» Problem
List, from the lines below, each one with "that" in it.

(Source data)
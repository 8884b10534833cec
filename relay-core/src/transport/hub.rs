//! HubConnector: the outbound WebSocket client that registers this vessel
//! with a remote hub so off-boat clients can reach it without a direct LAN
//! connection. Owns one persistent connection, a bounded disconnect buffer,
//! and a state machine driving reconnect/backoff.
//!
//! Grounded on the writer-half-behind-a-mutex-plus-recursive-reconnect shape
//! used for the multi-connection market feed manager this pack also carries,
//! scaled down to the one-connection case this relay needs: `current_writer`
//! plays the role that pack's per-connection `writer: Arc<Mutex<Option<..>>>`
//! plays, shared across reconnects instead of rebuilt per attempt.

use std::collections::VecDeque;
use std::sync::atomic::{AtomicU32, Ordering};
use std::sync::Arc;
use std::time::Duration;

use futures_util::{SinkExt, StreamExt};
use relay_types::{ClientMessage, HubInbound, HubOutbound, LinkStatus, PatchOp};
use tokio::net::TcpStream;
use tokio::sync::{watch, Mutex};
use tokio::task::JoinHandle;
use tokio_tungstenite::tungstenite::Message;
use tokio_tungstenite::{MaybeTlsStream, WebSocketStream};
use tracing::{debug, error, info, warn};

use crate::coordinator::ClientSyncCoordinator;
use crate::error::RelayError;
use crate::events::EventSender;
use crate::identity::IdentityCredential;
use crate::orchestrator::SyncOrchestrator;
use crate::producers::Producer;
use crate::store::PatchEvent;

const DISCONNECT_BUFFER_CAPACITY: usize = 100;
const RELAY_ROLE: &str = "boat-server";
/// Top-level groups still forwarded to the hub when it reports zero remote
/// clients connected.
const ALLOWED_WHEN_IDLE: &[&str] = &["anchor"];

type HubWriter = futures_util::stream::SplitSink<WebSocketStream<MaybeTlsStream<TcpStream>>, Message>;

pub struct HubConnector {
    url: String,
    identity: Arc<IdentityCredential>,
    coordinator: Arc<ClientSyncCoordinator>,
    orchestrator: Arc<SyncOrchestrator>,
    reconnect_interval: Duration,
    max_reconnect_attempts: u32,
    ping_interval: Duration,
    connection_timeout: Duration,
    ready_tx: watch::Sender<bool>,
    ready_rx: watch::Receiver<bool>,
    client_count: Arc<AtomicU32>,
    current_writer: Arc<Mutex<Option<HubWriter>>>,
    /// Frames that could not be written immediately because the hub link was
    /// down. Flushed in order as soon as a new connection is live.
    buffer: Arc<Mutex<VecDeque<HubOutbound>>>,
}

impl HubConnector {
    #[allow(clippy::too_many_arguments)]
    pub fn new(
        url: String,
        identity: Arc<IdentityCredential>,
        coordinator: Arc<ClientSyncCoordinator>,
        orchestrator: Arc<SyncOrchestrator>,
        reconnect_interval: Duration,
        max_reconnect_attempts: u32,
        ping_interval: Duration,
        connection_timeout: Duration,
    ) -> Self {
        let (ready_tx, ready_rx) = watch::channel(false);
        Self {
            url,
            identity,
            coordinator,
            orchestrator,
            reconnect_interval,
            max_reconnect_attempts,
            ping_interval,
            connection_timeout,
            ready_tx,
            ready_rx,
            client_count: Arc::new(AtomicU32::new(0)),
            current_writer: Arc::new(Mutex::new(None)),
            buffer: Arc::new(Mutex::new(VecDeque::new())),
        }
    }

    async fn run(self: Arc<Self>, mut shutdown: watch::Receiver<bool>) {
        let mut attempt: u32 = 0;
        loop {
            if *shutdown.borrow() {
                return;
            }

            match self.connect_and_serve(&mut shutdown).await {
                Ok(()) => return, // clean shutdown requested mid-session
                Err(e) => warn!("hub connection lost: {e}"),
            }
            *self.current_writer.lock().await = None;

            if *shutdown.borrow() {
                return;
            }
            attempt += 1;
            if attempt > self.max_reconnect_attempts {
                error!("hub connector giving up after {attempt} failed attempts, running LAN-only");
                let _ = self.ready_tx.send(true);
                return;
            }

            tokio::select! {
                _ = shutdown.changed() => if *shutdown.borrow() { return; },
                _ = tokio::time::sleep(self.reconnect_interval) => {}
            }
        }
    }

    async fn connect_and_serve(&self, shutdown: &mut watch::Receiver<bool>) -> Result<(), RelayError> {
        let (ws, _response) = tokio::time::timeout(self.connection_timeout, tokio_tungstenite::connect_async(&self.url))
            .await
            .map_err(|_| RelayError::Timeout(format!("connecting to hub at {}", self.url)))?
            .map_err(|e| RelayError::Transport(format!("hub connect failed: {e}")))?;

        info!("connected to hub at {}", self.url);
        let (write, mut read) = ws.split();
        *self.current_writer.lock().await = Some(write);

        self.send_identity().await?;
        self.flush_buffer().await;
        let _ = self.ready_tx.send(true);

        let mut ping_tick = tokio::time::interval(self.ping_interval);
        ping_tick.tick().await;

        loop {
            tokio::select! {
                _ = shutdown.changed() => {
                    if *shutdown.borrow() {
                        let _ = self.write_now(&HubOutbound::Ping { timestamp: now_ms() }).await;
                        return Ok(());
                    }
                }
                _ = ping_tick.tick() => {
                    if self.write_now(&HubOutbound::Ping { timestamp: now_ms() }).await.is_err() {
                        return Err(RelayError::Transport("hub write failed on ping".into()));
                    }
                }
                frame = read.next() => {
                    match frame {
                        Some(Ok(Message::Text(text))) => self.handle_inbound(&text).await,
                        Some(Ok(Message::Close(_))) | None => {
                            return Err(RelayError::Transport("hub closed the connection".into()));
                        }
                        Some(Ok(_)) => {}
                        Some(Err(e)) => return Err(RelayError::Transport(format!("hub read error: {e}"))),
                    }
                }
            }
        }
    }

    async fn send_identity(&self) -> Result<(), RelayError> {
        let timestamp = now_ms();
        let signature = self.identity.sign_identity(timestamp);
        self.write_now(&HubOutbound::Register { boat_ids: vec![self.identity.boat_id.clone()], role: RELAY_ROLE })
            .await
            .map_err(|_| RelayError::Transport("failed to send hub registration frame".into()))?;
        self.write_now(&HubOutbound::Identity { boat_id: self.identity.boat_id.clone(), role: RELAY_ROLE, timestamp, signature })
            .await
            .map_err(|_| RelayError::Auth("failed to send identity handshake".into()))?;
        self.write_now(&HubOutbound::RegisterKey {
            boat_id: self.identity.boat_id.clone(),
            public_key: self.identity.public_key_pem().to_string(),
            timestamp,
        })
        .await
        .map_err(|_| RelayError::Auth("failed to register public key".into()))
    }

    async fn handle_inbound(&self, text: &str) {
        let message = match serde_json::from_str::<HubInbound>(text) {
            Ok(m) => m,
            Err(e) => {
                debug!("unparsable hub frame: {e}");
                return;
            }
        };

        match message {
            HubInbound::ClientConnected { client_id, boat_id } => {
                if boat_id != self.identity.boat_id {
                    return;
                }
                self.client_count.fetch_add(1, Ordering::Relaxed);
                let subscriber = self.coordinator.handle_client_connection(client_id.clone(), "hub").await;
                let writer = self.current_writer.clone();
                let buffer = self.buffer.clone();
                tokio::spawn(async move {
                    loop {
                        subscriber.wait_for_outbound().await;
                        for message in subscriber.drain().await {
                            let frame = HubOutbound::Relay { client_id: client_id.clone(), message };
                            if write_or_buffer(&writer, &buffer, frame).await.is_err() {
                                return;
                            }
                        }
                    }
                });
            }
            HubInbound::ClientDisconnected { client_id } => {
                self.client_count.fetch_sub(1, Ordering::Relaxed);
                self.coordinator.handle_client_disconnection(&client_id).await;
            }
            HubInbound::ConnectionStatus { boat_id, client_count } => {
                if boat_id == self.identity.boat_id {
                    self.client_count.store(client_count, Ordering::Relaxed);
                }
            }
            HubInbound::Pong { .. } => {
                self.orchestrator.set_link_status(LinkStatus::Good).await;
            }
            HubInbound::GetFullState { client_id, .. } => {
                self.coordinator.handle_client_message(&client_id, ClientMessage::GetFullState).await;
            }
            HubInbound::Command { client_id, command } => {
                self.coordinator.handle_client_message(&client_id, command).await;
            }
        }
    }

    /// Writes one frame now if a connection is live, otherwise buffers it.
    async fn write_now(&self, frame: &HubOutbound) -> Result<(), ()> {
        write_or_buffer(&self.current_writer, &self.buffer, frame.clone()).await
    }

    async fn flush_buffer(&self) {
        loop {
            let frame = { self.buffer.lock().await.pop_front() };
            let Some(frame) = frame else { return };
            if write_direct(&self.current_writer, &frame).await.is_err() {
                self.buffer.lock().await.push_front(frame);
                return;
            }
        }
    }

    /// Always-on state broadcast to the hub, independent of the per-client
    /// relay loops spawned on `ClientConnected`. Runs for the lifetime of the
    /// connector, across reconnects, since `write_or_buffer` already queues
    /// frames while the link is down.
    async fn forward_state(self: Arc<Self>, mut shutdown: watch::Receiver<bool>) {
        let mut patches = self.coordinator.subscribe_patches().await;
        loop {
            tokio::select! {
                _ = shutdown.changed() => {
                    if *shutdown.borrow() {
                        return;
                    }
                }
                event = patches.recv() => {
                    match event {
                        Ok(event) => self.forward_patch_event(event).await,
                        Err(tokio::sync::broadcast::error::RecvError::Closed) => return,
                        Err(tokio::sync::broadcast::error::RecvError::Lagged(n)) => {
                            warn!("hub forwarder lagged behind state store by {n} events");
                        }
                    }
                }
            }
        }
    }

    /// §4.7 outbound suppression: with zero remote clients connected, only
    /// allow-listed groups (currently just `anchor`) are still forwarded.
    async fn forward_patch_event(&self, event: PatchEvent) {
        let idle = self.client_count.load(Ordering::Relaxed) == 0;
        let ops = suppress_when_idle(event.ops, idle);
        if ops.is_empty() {
            return;
        }
        let frame = HubOutbound::StatePatch { data: ops, version: event.version, timestamp: event.timestamp_ms };
        let _ = write_or_buffer(&self.current_writer, &self.buffer, frame).await;
    }
}

fn suppress_when_idle(ops: Vec<PatchOp>, idle: bool) -> Vec<PatchOp> {
    ops.into_iter().filter(|op| !idle || ALLOWED_WHEN_IDLE.contains(&op.top_level_group())).collect()
}

async fn write_direct(writer: &Arc<Mutex<Option<HubWriter>>>, frame: &HubOutbound) -> Result<(), ()> {
    let text = serde_json::to_string(frame).map_err(|_| ())?;
    let mut guard = writer.lock().await;
    match guard.as_mut() {
        Some(w) => w.send(Message::Text(text.into())).await.map_err(|_| ()),
        None => Err(()),
    }
}

/// Writes now, or buffers (dropping the oldest on overflow) when the link is
/// down — the mechanism behind "flush-on-reconnect".
async fn write_or_buffer(writer: &Arc<Mutex<Option<HubWriter>>>, buffer: &Arc<Mutex<VecDeque<HubOutbound>>>, frame: HubOutbound) -> Result<(), ()> {
    if writer.lock().await.is_some() {
        if write_direct(writer, &frame).await.is_ok() {
            return Ok(());
        }
    }
    let mut buffer = buffer.lock().await;
    if buffer.len() >= DISCONNECT_BUFFER_CAPACITY {
        buffer.pop_front();
    }
    buffer.push_back(frame);
    Ok(())
}

fn now_ms() -> i64 {
    std::time::SystemTime::now()
        .duration_since(std::time::UNIX_EPOCH)
        .map(|d| d.as_millis() as i64)
        .unwrap_or(0)
}

impl Producer for HubConnector {
    fn name(&self) -> &'static str {
        "hub-connector"
    }

    fn ready(&self) -> watch::Receiver<bool> {
        self.ready_rx.clone()
    }

    fn spawn(self: Box<Self>, _events: EventSender, shutdown: watch::Receiver<bool>) -> JoinHandle<()> {
        let connector: Arc<Self> = Arc::from(self);
        tokio::spawn(connector.clone().forward_state(shutdown.clone()));
        tokio::spawn(connector.run(shutdown))
    }
}

#[cfg(test)]
mod tests {
    use super::*;

    #[tokio::test]
    async fn buffers_frame_when_no_writer_is_live() {
        let writer: Arc<Mutex<Option<HubWriter>>> = Arc::new(Mutex::new(None));
        let buffer = Arc::new(Mutex::new(VecDeque::new()));
        write_or_buffer(&writer, &buffer, HubOutbound::Ping { timestamp: 1 }).await.unwrap();
        assert_eq!(buffer.lock().await.len(), 1);
    }

    #[tokio::test]
    async fn buffer_evicts_oldest_past_capacity() {
        let writer: Arc<Mutex<Option<HubWriter>>> = Arc::new(Mutex::new(None));
        let buffer = Arc::new(Mutex::new(VecDeque::new()));
        for i in 0..DISCONNECT_BUFFER_CAPACITY + 5 {
            write_or_buffer(&writer, &buffer, HubOutbound::Ping { timestamp: i as i64 }).await.unwrap();
        }
        assert_eq!(buffer.lock().await.len(), DISCONNECT_BUFFER_CAPACITY);
    }

    #[test]
    fn idle_hub_drops_everything_but_the_allow_list() {
        let ops = vec![
            PatchOp::Replace { path: "/navigation/speedOverGround".into(), value: serde_json::json!(5.2) },
            PatchOp::Replace { path: "/anchor/deployed".into(), value: serde_json::json!(true) },
        ];
        let kept = suppress_when_idle(ops, true);
        assert_eq!(kept.len(), 1);
        assert_eq!(kept[0].top_level_group(), "anchor");
    }

    #[test]
    fn non_idle_hub_forwards_every_group() {
        let ops = vec![
            PatchOp::Replace { path: "/navigation/speedOverGround".into(), value: serde_json::json!(5.2) },
            PatchOp::Replace { path: "/anchor/deployed".into(), value: serde_json::json!(true) },
        ];
        let kept = suppress_when_idle(ops, false);
        assert_eq!(kept.len(), 2);
    }
}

» Solution for this exercise
//! HubConnector: the outbound WebSocket client that registers this vessel
//! plays the role that pack's per-connection `writer: Arc<Mutex<Option<..>>>`
    /// Frames that could not be written immediately because the hub link was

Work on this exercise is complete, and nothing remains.